# Name for a dog



## shaula

Alright, this question may sound dumb or offensive which is none of my intentions. At the most is very OT 

I'm about to get a female dog and since I have another dog bearing an Arabic name (Habibi) I fancy the idea to give the girl a name in Hebrew.
I have browsed some of the messages and read that some regard Hebrew as a sacred language so I hope no one gets offended.

I have asked a friend who is studying this language but his vocabulary is limited.
I am looking for a word which has two syllables, preferably ending with a vowel and with a positive meaning (light, pearl, sea or whatever).
Some of the words I have picked have too harsh a sound which will be a hind in training my dog.

Thanks for your suggestions.
shaula


----------



## מנחם

Hi there,

Here are some nice translations for you:

Light: אור, Ohr
Pearl: פנינה, Peninah
Sea: ים, Yahm
My friend: ידידי, Yedidi

I personally like the last one 

Good luck deciding,

- מנחם


----------



## amikama

Hi Shaula!

I don't find your question dumb or offensive. In fact, many dogs in Israel have Hebrew names!  

If your male dog is called Habibi, why not call your female dog *Haviva*? This means "darling, beloved" in Hebrew, and even shares the same stem of Arabic Habibi! The only problem is that Haviva is three syllables... I hope it's not too long for your dog!


----------



## amikama

מנחם said:
			
		

> My friend: ידידי, Yedidi


It's for _male_ friend. For female friend it would be: ידידתי, _yedidati_. (Shaula have asked a name for a _female_ dog.)


----------



## מנחם

Haha well ידידתי definitely doesn't sound good for a dog's name anymore so good point 

Thanks 

- מנחם


----------



## shaula

Thanks everybody!

Actually I liked the sound of Yedidi and probably no one would notice the gender mixup  but I'd like to be as accurate as possible.

Haviva is also quite nice  Is it for a female? Because I know there's Habibi/Habibati.
I'd love to give my dogs a name holding all my love for them.

Ciao
shaula


----------



## amikama

shaula said:
			
		

> Haviva is also quite nice  Is it for a female?


Yes, it is  
You may also love *Ahuva* ("beloved", f.), which is stronger than Haviva. Or *Ahava* ("love", noun).


----------



## elroy

shaula said:
			
		

> Because I know there's Habibi/*Habibati*.


 
I don't know if this was a typo but the female is "habibti" (no "a").

"Habibati" is feminine plural, and "Habaybi" is masculine plural. 

Just for future reference.


----------



## shaula

elroy said:
			
		

> I don't know if this was a typo but the female is "habibti" (no "a").
> 
> "Habibati" is feminine plural, and "Habaybi" is masculine plural.
> 
> Just for future reference.


 That's not a typo.
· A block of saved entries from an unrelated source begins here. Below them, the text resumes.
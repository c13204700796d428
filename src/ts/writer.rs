//! A back-pressured framed writer: queues bytes and drains them against an
//! async sink as it becomes writable, retaining partial writes.
//!
//! This is deliberately small (§2's 2% budget share): the splitter flushes
//! synchronously after every packet, so in practice its queue never holds
//! more than one packet at rest. The HTTP fan-out client is the component
//! that actually exercises sustained buffering, against its own socket.

use bytes::{Buf, BytesMut};
use tokio::io::{AsyncWrite, AsyncWriteExt};

use crate::error::Result;

/// Queues byte frames and writes them out to an async sink, retaining any
/// unwritten tail across calls.
pub struct FramedWriter<W> {
    inner: W,
    buf: BytesMut,
}

impl<W: AsyncWrite + Unpin> FramedWriter<W> {
    /// Wraps `inner` with an empty outbound buffer.
    pub fn new(inner: W) -> Self {
        Self {
            inner,
            buf: BytesMut::new(),
        }
    }

    /// Number of bytes currently queued but not yet written.
    pub fn queued_len(&self) -> usize {
        self.buf.len()
    }

    /// Appends `bytes` to the outbound queue.
    pub fn queue(&mut self, bytes: &[u8]) {
        self.buf.extend_from_slice(bytes);
    }

    /// Writes as much of the queue as the sink accepts right now, retaining
    /// any unwritten remainder for the next call.
    pub async fn drain(&mut self) -> Result<usize> {
        if self.buf.is_empty() {
            return Ok(0);
        }
        let written = self.inner.write(&self.buf).await?;
        self.buf.advance(written);
        Ok(written)
    }

    /// Queues `bytes` and writes the whole buffer out before returning.
    pub async fn queue_and_flush(&mut self, bytes: &[u8]) -> Result<()> {
        self.queue(bytes);
        while !self.buf.is_empty() {
            self.drain().await?;
        }
        self.inner.flush().await?;
        Ok(())
    }
}

#[cfg(test)]
mod tests {
    use super::*;

    #[tokio::test]
    async fn queue_and_flush_writes_everything() {
        let mut out = Vec::new();
        let mut writer = FramedWriter::new(&mut out);
        writer.queue_and_flush(b"hello").await.unwrap();
        assert_eq!(out, b"hello");
    }

    #[tokio::test]
    async fn partial_drain_retains_remainder() {
        let mut out = Vec::new();
        let mut writer = FramedWriter::new(&mut out);
        writer.queue(b"abc");
        let n = writer.drain().await.unwrap();
        assert_eq!(n, 3);
        assert_eq!(writer.queued_len(), 0);
    }

    #[tokio::test]
    async fn drain_retains_the_tail_a_short_write_leaves_behind() {
        // The mock sink only accepts 2 of the 5 queued bytes on its first
        // write, forcing drain() to retain "cde" for the following calls.
        let mock = tokio_test::io::Builder::new()
            .write(b"ab")
            .write(b"cde")
            .build();
        let mut writer = FramedWriter::new(mock);
        writer.queue(b"abcde");

        let first = writer.drain().await.unwrap();
        assert_eq!(first, 2);
        assert_eq!(writer.queued_len(), 3);

        let second = writer.drain().await.unwrap();
        assert_eq!(second, 3);
        assert_eq!(writer.queued_len(), 0);
    }
}
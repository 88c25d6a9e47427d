//! Shared primitive types used across the entire platform.

use serde::{Deserialize, Serialize};
use std::fmt;

/// A point on the virtual session clock, in milliseconds.
pub type Millis = u64;

/// A currency amount. Two-decimal precision is enforced at input
/// boundaries, never internally.
pub type Credits = f64;

/// Identifies one play session (one engine lifetime).
pub type SessionId = String;

/// Identifies one committed round of a game.
pub type RoundId = String;

/// The closed set of games the ledger keeps statistics for.
#[derive(Debug, Clone, Copy, Serialize, Deserialize, PartialEq, Eq, Hash)]
pub enum GameId {
    SlotMachine,
    ThreeCardMonte,
    RocketGame,
    MinerGame,
}

impl GameId {
    /// Stable RNG stream slot. NEVER reorder, only append.
    pub fn stream_index(&self) -> u64 {
        match self {
            Self::SlotMachine    => 0,
            Self::MinerGame      => 1,
            Self::RocketGame     => 2,
            Self::ThreeCardMonte => 3,
        }
    }

    pub fn as_str(&self) -> &'static str {
        match self {
            Self::SlotMachine    => "SlotMachine",
            Self::ThreeCardMonte => "ThreeCardMonte",
            Self::RocketGame     => "RocketGame",
            Self::MinerGame      => "MinerGame",
        }
    }
}

impl fmt::Display for GameId {
    fn fmt(&self, f: &mut fmt::Formatter<'_>) -> fmt::Result {
        f.write_str(self.as_str())
    }
}

/// Round a currency amount to cents.
pub fn round2(value: f64) -> f64 {
    (value * 100.0).round() / 100.0
}
//! Miner: reveal diamonds on a hidden grid, cash out before a bomb.
//!
//! The grid holds a fixed count of bombs and diamonds per tier, padded
//! with diamonds and shuffled uniformly. Each diamond multiplies the
//! running multiplier by the tier's factor; a bomb loses the round.

use crate::{
    config::{MinerConfig, MinerTier, MinerTierConfig},
    error::{CasinoError, CasinoResult},
    event::CasinoEvent,
    resolver::{Action, OutcomeResolver, Progress, Wakeup},
    rng::GameRng,
    snapshot::{CellView, GameView},
    types::{Credits, GameId},
};

#[derive(Debug, Clone, Copy, PartialEq, Eq)]
pub enum CellContent {
    Diamond,
    Bomb,
}

#[derive(Debug, Clone, Copy, PartialEq, Eq)]
pub struct Cell {
    pub content:  CellContent,
    pub revealed: bool,
}

#[derive(Debug, Clone, Copy, PartialEq, Eq)]
enum MinerOutcome {
    Busted,
    CashedOut,
}

pub struct MinerGame {
    config:     MinerConfig,
    tier:       MinerTierConfig,
    grid:       Vec<Cell>,
    multiplier: f64,
    outcome:    Option<MinerOutcome>,
}

impl MinerGame {
    pub fn new(config: MinerConfig) -> CasinoResult<Self> {
        let tier = config
            .tier(config.default_tier)
            .cloned()
            .ok_or_else(|| CasinoError::invalid(format!("no miner tier {:?}", config.default_tier)))?;
        Ok(Self {
            config,
            tier,
            grid: Vec::new(),
            multiplier: 1.0,
            outcome: None,
        })
    }

    pub fn tier(&self) -> MinerTier {
        self.tier.tier
    }

    /// Returns false when the tier is not configured.
    pub fn set_tier(&mut self, tier: MinerTier) -> bool {
        let Some(found) = self.config.tier(tier) else {
            return false;
        };
        self.tier = found.clone();
        true
    }

    pub fn multiplier(&self) -> f64 {
        self.multiplier
    }

    /// The full grid, hidden cells included.
    pub fn cells(&self) -> &[Cell] {
        &self.grid
    }

    fn generate_grid(&self, rng: &mut GameRng) -> Vec<Cell> {
        let tier = &self.tier;
        let total = self.config.cells();

        let mut contents = Vec::with_capacity(total);
        contents.extend(std::iter::repeat(CellContent::Bomb).take(tier.bombs));
        contents.extend(std::iter::repeat(CellContent::Diamond).take(tier.diamonds));
        while contents.len() < total {
            contents.push(CellContent::Diamond);
        }
        contents.truncate(total);
        rng.shuffle(&mut contents);

        contents
            .into_iter()
            .map(|content| Cell { content, revealed: false })
            .collect()
    }
}

impl OutcomeResolver for MinerGame {
    fn game(&self) -> GameId {
        GameId::MinerGame
    }

    fn start(&mut self, _stake: Credits, rng: &mut GameRng) -> Progress {
        self.grid = self.generate_grid(rng);
        self.multiplier = 1.0;
        self.outcome = None;
        log::debug!("miner: grid laid for tier {:?}", self.tier.tier);
        Progress::Continue { events: Vec::new(), schedule: Vec::new() }
    }

    fn on_wakeup(&mut self, _wakeup: Wakeup) -> Progress {
        Progress::Ignored
    }

    fn on_action(&mut self, action: Action) -> Progress {
        if self.outcome.is_some() {
            return Progress::Ignored;
        }
        match action {
            Action::Reveal(id) => {
                let factor = self.tier.diamond_multiplier;
                let Some(cell) = self.grid.get_mut(id) else {
                    return Progress::Ignored;
                };
                if cell.revealed {
                    return Progress::Ignored;
                }
                cell.revealed = true;

                match cell.content {
                    CellContent::Bomb => {
                        self.outcome = Some(MinerOutcome::Busted);
                        Progress::Settled {
                            events: vec![CasinoEvent::CellRevealed {
                                cell: id,
                                bomb: true,
                                multiplier: self.multiplier,
                            }],
                        }
                    }
                    CellContent::Diamond => {
                        self.multiplier *= factor;
                        Progress::Continue {
                            events: vec![CasinoEvent::CellRevealed {
                                cell: id,
                                bomb: false,
                                multiplier: self.multiplier,
                            }],
                            schedule: Vec::new(),
                        }
                    }
                }
            }
            Action::CashOut => {
                self.outcome = Some(MinerOutcome::CashedOut);
                Progress::Settled {
                    events: vec![CasinoEvent::CashedOut {
                        game: GameId::MinerGame,
                        multiplier: self.multiplier,
                        explosion_point: None,
                    }],
                }
            }
        }
    }

    fn resolve(&mut self, stake: Credits) -> Credits {
        match self.outcome {
            Some(MinerOutcome::CashedOut) => stake * self.multiplier,
            Some(MinerOutcome::Busted) | None => 0.0,
        }
    }

    fn view(&self) -> GameView {
        GameView::Miner {
            tier: self.tier.tier,
            multiplier: self.multiplier,
            cells: self
                .grid
                .iter()
                .map(|c| match (c.revealed, c.content) {
                    (false, _) => CellView::Hidden,
                    (true, CellContent::Diamond) => CellView::Diamond,
                    (true, CellContent::Bomb) => CellView::Bomb,
                })
                .collect(),
        }
    }
}
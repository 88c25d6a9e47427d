//! Session-level flows through the engine: identity, bonus, deposits,
//! stake controls, command routing.

use casino_core::{
    command::PlayerCommand,
    config::CasinoConfig,
    deposit::{DepositForm, PaymentMethod},
    engine::CasinoEngine,
    error::CasinoError,
    event::CasinoEvent,
    game_session::StakeStep,
    ledger::Session,
    store::CasinoStore,
    types::GameId,
};

fn engine(seed: u64) -> CasinoEngine {
    CasinoEngine::build_test(seed).expect("build test engine")
}

#[test]
fn fresh_engine_shows_the_login_prompt_over_the_guest() {
    let engine = engine(1);
    let snapshot = engine.snapshot().unwrap();
    assert!(snapshot.login_prompt_open);
    assert!(!snapshot.bonus_claimed);
    assert_eq!(snapshot.user.map(|u| u.credits_available()), Some(1_500_000.0));
    assert!(snapshot.game.is_none());
}

#[test]
fn guest_opening_stake_is_ten_percent() {
    let mut engine = engine(2);
    engine.enter_game(GameId::SlotMachine).unwrap();
    assert_eq!(engine.table().unwrap().stake(), 150_000.0);
}

#[test]
fn dismissing_the_prompt_persists() {
    let mut engine = engine(3);
    engine.dismiss_login_prompt().unwrap();
    assert!(!engine.snapshot().unwrap().login_prompt_open);
}

#[test]
fn bonus_pays_once_per_store() {
    let mut engine = engine(4);
    engine.login("ana").unwrap();

    assert_eq!(engine.claim_bonus().unwrap(), vec![CasinoEvent::BonusClaimed { amount: 20.0 }]);
    assert!(engine.claim_bonus().unwrap().is_empty());
    assert_eq!(engine.session().balance(), Some(20.0));

    // Logging in as someone else does not reopen the bonus.
    engine.login("bia").unwrap();
    assert!(engine.claim_bonus().unwrap().is_empty());
    assert_eq!(engine.session().balance(), Some(0.0));
}

#[test]
fn deposits_outside_bounds_are_rejected() {
    let mut engine = engine(5);
    engine.login("ana").unwrap();

    for raw in ["0.10", "2000.01", "abc", "-5"] {
        let err = engine.deposit(raw, Some(PaymentMethod::Pix)).unwrap_err();
        assert!(matches!(err, CasinoError::InvalidInput { .. }), "{raw}: {err:?}");
    }
    assert_eq!(engine.session().balance(), Some(0.0));

    let receipt = engine.deposit("2000", Some(PaymentMethod::Card)).unwrap();
    assert_eq!(receipt.message, "Payment completed! R$ 2.000,00 deposited.");
    engine.deposit("0,25", Some(PaymentMethod::Boleto)).unwrap();
    assert_eq!(engine.session().balance(), Some(2000.25));
}

#[test]
fn deposit_needs_a_payment_method() {
    let mut engine = engine(6);
    engine.login("ana").unwrap();
    assert!(engine.deposit("50", None).is_err());
    assert_eq!(engine.session().balance(), Some(0.0));
}

#[test]
fn deposit_form_tracks_readiness() {
    let store = CasinoStore::in_memory().unwrap();
    store.migrate().unwrap();
    let mut session = Session::open(store, CasinoConfig::default_test().wallet).unwrap();
    session.login("ana").unwrap();

    let mut form = DepositForm::new(CasinoConfig::default_test().deposit);
    assert!(form.pick_quick_value(30.0).is_err());
    form.pick_quick_value(200.0).unwrap();
    assert!(!form.is_ready());

    form.select_method(PaymentMethod::Pix);
    assert!(form.is_ready());
    // Bad input keeps the previous amount.
    assert!(form.enter_amount("5000").is_err());
    assert_eq!(form.amount(), Some(200.0));

    form.submit(&mut session).unwrap();
    assert_eq!(session.balance(), Some(200.0));
    assert!(!form.is_ready(), "the form resets after submitting");
}

#[test]
fn stake_steps_by_half_and_respects_the_floor() {
    let mut engine = engine(7);
    engine.login("ana").unwrap();
    engine.deposit("20", Some(PaymentMethod::Pix)).unwrap();
    engine.enter_game(GameId::RocketGame).unwrap();
    assert_eq!(engine.table().unwrap().stake(), 10.0);

    engine.step_stake(StakeStep::Up).unwrap();
    assert_eq!(engine.table().unwrap().stake(), 10.5);

    engine.set_stake(0.5).unwrap();
    engine.step_stake(StakeStep::Down).unwrap();
    assert_eq!(engine.table().unwrap().stake(), 0.25);
    engine.step_stake(StakeStep::Down).unwrap();
    assert_eq!(engine.table().unwrap().stake(), 0.25);

    engine.set_stake(19.9).unwrap();
    engine.step_stake(StakeStep::Up).unwrap();
    assert_eq!(engine.table().unwrap().stake(), 20.0, "capped at the balance");
}

#[test]
fn playing_requires_a_user() {
    let mut engine = engine(8);
    engine.logout().unwrap();
    engine.enter_game(GameId::RocketGame).unwrap();

    assert!(matches!(engine.confirm(), Err(CasinoError::NotLoggedIn)));
    assert!(matches!(engine.set_stake(5.0), Err(CasinoError::NotLoggedIn)));
}

#[test]
fn three_card_monte_has_no_table() {
    let mut engine = engine(9);
    let err = engine.enter_game(GameId::ThreeCardMonte).unwrap_err();
    assert!(matches!(err, CasinoError::GameUnavailable { game: GameId::ThreeCardMonte }));
}

#[test]
fn actions_without_a_table_report_no_active_game() {
    let mut engine = engine(10);
    assert!(matches!(engine.confirm(), Err(CasinoError::NoActiveGame)));
    assert!(matches!(engine.cash_out(), Err(CasinoError::NoActiveGame)));
}

#[test]
fn commands_parse_from_json_and_route() {
    let mut engine = engine(11);
    let script = [
        r#"{"cmd":"login","name":"cli"}"#,
        r#"{"cmd":"claim_bonus"}"#,
        r#"{"cmd":"deposit","amount":"80","method":"pix"}"#,
        r#"{"cmd":"enter_game","game":"RocketGame"}"#,
        r#"{"cmd":"set_stake","amount":10}"#,
        r#"{"cmd":"confirm"}"#,
        r#"{"cmd":"advance","ms":1000}"#,
        r#"{"cmd":"cash_out"}"#,
    ];
    for line in script {
        let command: PlayerCommand = serde_json::from_str(line).expect(line);
        engine.apply(command).expect(line);
    }
    // 20 bonus + 80 deposit − 10 stake + 10 × 0.55
    assert!((engine.session().balance().unwrap() - 95.5).abs() < 1e-9);
}
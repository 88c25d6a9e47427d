use crate::types::GameId;
use thiserror::Error;

#[derive(Error, Debug)]
pub enum CasinoError {
    #[error("Database error: {0}")]
    Database(#[from] rusqlite::Error),

    #[error("Serialization error: {0}")]
    Serialization(#[from] serde_json::Error),

    #[error("insufficient balance: stake {stake:.2}, available {available:.2}")]
    InsufficientBalance { stake: f64, available: f64 },

    #[error("invalid input: {reason}")]
    InvalidInput { reason: String },

    #[error("You need to be logged in to play")]
    NotLoggedIn,

    #[error("No game view is open")]
    NoActiveGame,

    #[error("Game '{game}' has no playable table")]
    GameUnavailable { game: GameId },

    #[error(transparent)]
    Other(#[from] anyhow::Error),
}

impl CasinoError {
    pub fn invalid(reason: impl Into<String>) -> Self {
        Self::InvalidInput { reason: reason.into() }
    }
}

pub type CasinoResult<T> = Result<T, CasinoError>;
That's pure ignorance on my side 
I actually hear an A between the B and the T probably due to my Italian phonetic system. At least Habibi got his name right. Right?? 

Ciao
shaula


----------



## elroy

shaula said:
			
		

> That's not a typo. That's pure ignorance on my side
> I actually hear an A between the B and the T probably due to my Italian phonetic system. At least Habibi got his name right. Right??
> 
> Ciao
> shaula


 
He sure did. 

I just realized that "habibati" is the female version in standard Arabic. In colloquial Arabic, though, it's "habibti."


----------